Here’s what you can do to avoid causing wildfires:
- Follow local ordinances when burning yard waste.
- Avoid backyard burning in windy conditions, and keep a shovel, water, and fire retardant nearby to keep fires in check.
- Remove all flammables from yard when burning.
During a wildfire:
- If you’re advised to evacuate then do so immediately.
- Wear protective clothing.
- Lock your home.
- Tell someone you left and where you are going.
- Choose a safe route away from fire hazards. Watch for changes in the speed and direction of fire and smoke.
Here’s what you can do to stay safe during a flood:
- If flooding occurs, go to higher ground and avoid areas subject to flooding.
- Do not attempt to walk across flowing streams or drive through flooded roadways.

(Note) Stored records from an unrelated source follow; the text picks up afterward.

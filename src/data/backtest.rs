//! Simulated backtest of a credit option pricer against market prices.

use rand::Rng;
use rand::distributions::{Distribution, Uniform};

use crate::domain::BacktestSummary;
use crate::error::AppError;

const RATIO_MIN: f64 = 0.8;
const RATIO_MAX: f64 = 1.2;

/// Draw `runs` model/market price ratios and summarise them.
pub fn simulate_backtest<R: Rng + ?Sized>(rng: &mut R, runs: usize) -> Result<BacktestSummary, AppError> {
    if runs == 0 {
        return Err(AppError::new(2, "Backtest needs at least one run."));
    }

    let dist = Uniform::new(RATIO_MIN, RATIO_MAX);
    let ratios: Vec<f64> = (0..runs).map(|_| dist.sample(rng)).collect();

    let mean = ratios.iter().sum::<f64>() / runs as f64;
    let min = ratios.iter().copied().fold(f64::INFINITY, f64::min);
    let max = ratios.iter().copied().fold(f64::NEG_INFINITY, f64::max);

    Ok(BacktestSummary { ratios, mean, min, max })
}
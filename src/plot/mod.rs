//! Plot rendering.
//!
//! The computational units only produce series; a [`PlotBackend`] decides how
//! (and whether) to draw them:
//!
//! - [`AsciiPlotter`] writes fixed-size text plots to any `Write` (the terminal by default)
//! - [`SvgPlotter`] writes one SVG file per plot into a directory

use std::io::Write;
use std::path::{Path, PathBuf};

use crate::error::AppError;

pub mod ascii;
pub mod histogram;
pub mod svg;

pub use histogram::Histogram;

/// Rendering collaborator for the two plots a run produces.
///
/// `name` is a short file-safe identifier; `title` is the human-readable caption.
pub trait PlotBackend {
    fn histogram(&mut self, name: &str, title: &str, hist: &Histogram) -> Result<(), AppError>;

    fn curve_overlay(
        &mut self,
        name: &str,
        title: &str,
        knots: &[(f64, f64)],
        curve: &[(f64, f64)],
    ) -> Result<(), AppError>;
}

pub struct AsciiPlotter<W: Write> {
    out: W,
    width: usize,
    height: usize,
}

impl<W: Write> AsciiPlotter<W> {
    pub fn new(out: W, width: usize, height: usize) -> Self {
        Self { out, width, height }
    }

    pub fn into_inner(self) -> W {
        self.out
    }

    fn emit(&mut self, title: &str, body: &str) -> Result<(), AppError> {
        writeln!(self.out, "\n{title}\n{body}")
            .map_err(|e| AppError::new(2, format!("Failed to write plot: {e}")))
    }
}

impl<W: Write> PlotBackend for AsciiPlotter<W> {
    fn histogram(&mut self, _name: &str, title: &str, hist: &Histogram) -> Result<(), AppError> {
        let body = ascii::render_histogram(hist, self.width);
        self.emit(title, &body)
    }

    fn curve_overlay(
        &mut self,
        _name: &str,
        title: &str,
        knots: &[(f64, f64)],
        curve: &[(f64, f64)],
    ) -> Result<(), AppError> {
        let body = ascii::render_curve_overlay(knots, curve, self.width, self.height);
        self.emit(title, &body)
    }
}

pub struct SvgPlotter {
    dir: PathBuf,
    written: Vec<PathBuf>,
}

impl SvgPlotter {
    pub fn new(dir: &Path) -> Result<Self, AppError> {
        std::fs::create_dir_all(dir)
            .map_err(|e| AppError::new(2, format!("Failed to create plot dir '{}': {e}", dir.display())))?;
        Ok(Self {
            dir: dir.to_path_buf(),
            written: Vec::new(),
        })
    }

    /// Files written so far.
    pub fn written(&self) -> &[PathBuf] {
        &self.written
    }
}

impl PlotBackend for SvgPlotter {
    fn histogram(&mut self, name: &str, title: &str, hist: &Histogram) -> Result<(), AppError> {
        let path = self.dir.join(format!("{name}.svg"));
        svg::write_histogram_svg(&path, title, hist)?;
        self.written.push(path);
        Ok(())
    }

    fn curve_overlay(
        &mut self,
        name: &str,
        title: &str,
        knots: &[(f64, f64)],
        curve: &[(f64, f64)],
    ) -> Result<(), AppError> {
        let path = self.dir.join(format!("{name}.svg"));
        svg::write_curve_svg(&path, title, knots, curve)?;
        self.written.push(path);
        Ok(())
    }
}

/// Min/max of the finite values, if they span a non-empty interval.
pub(crate) fn range(values: impl Iterator<Item = f64>) -> Option<(f64, f64)> {
    let (min, max) = values
        .filter(|v| v.is_finite())
        .fold((f64::INFINITY, f64::NEG_INFINITY), |(lo, hi), v| (lo.min(v), hi.max(v)));
    if min.is_finite() && max.is_finite() && max > min {
        Some((min, max))
    } else {
        None
    }
}

pub(crate) fn pad_range(min: f64, max: f64, frac: f64) -> (f64, f64) {
    let span = (max - min).abs();
    let pad = (span * frac).max(1e-12);
    (min - pad, max + pad)
}

#[cfg(test)]
mod tests {
    use super::*;

    #[test]
    fn ascii_plotter_writes_title_and_body() {
        let mut plotter = AsciiPlotter::new(Vec::new(), 20, 6);
        let hist = Histogram::from_values(&[0.0, 0.5, 1.0], 2).unwrap();
        plotter.histogram("residuals", "Inverse Transform Sampling", &hist).unwrap();
        plotter
            .curve_overlay("curve", "Spread Curve", &[(1.0, 5.0), (2.0, 4.0)], &[(1.0, 5.0), (2.0, 4.0)])
            .unwrap();

        let text = String::from_utf8(plotter.into_inner()).unwrap();
        assert!(text.contains("Inverse Transform Sampling\nHistogram: n=3"));
        assert!(text.contains("Spread Curve\nPlot: tenor=[1.000, 2.000]"));
    }

    #[test]
    fn svg_plotter_writes_one_file_per_plot() {
        let dir = std::env::temp_dir().join(format!("crisk-plot-test-{}", std::process::id()));
        let mut plotter = SvgPlotter::new(&dir).unwrap();
        let hist = Histogram::from_values(&[0.0, 0.5, 1.0], 2).unwrap();
        plotter.histogram("residuals", "Residuals", &hist).unwrap();
        plotter
            .curve_overlay("curve", "Curve", &[(1.0, 5.0), (2.0, 4.0)], &[(1.0, 5.0), (2.0, 4.0)])
            .unwrap();

        assert_eq!(plotter.written().len(), 2);
        for path in plotter.written() {
            assert!(path.exists(), "missing {}", path.display());
        }
        let _ = std::fs::remove_dir_all(&dir);
    }

    #[test]
    fn range_ignores_non_finite_and_degenerate() {
        assert_eq!(range([1.0, f64::NAN, 3.0].into_iter()), Some((1.0, 3.0)));
        assert_eq!(range([2.0, 2.0].into_iter()), None);
        assert_eq!(range(std::iter::empty()), None);
    }
}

- If water rises in your home before you evacuate, go to the top floor or roof.
- Listen to a battery-operated radio for the latest storm information.
- Turn off all utilities at the main power switch and close the main gas valve if advised to do so.
- If you’ve come in contact with floodwaters, wash your hands with soap and disinfected water.
Climate change and extreme weather events are threatening our health today, and if left unaddressed, will lead to increases in disease, injury and death. Immediate action can and must be taken to minimize the adverse health impacts of climate change and equip public health workers with the tools to protect our communities from negative health outcomes.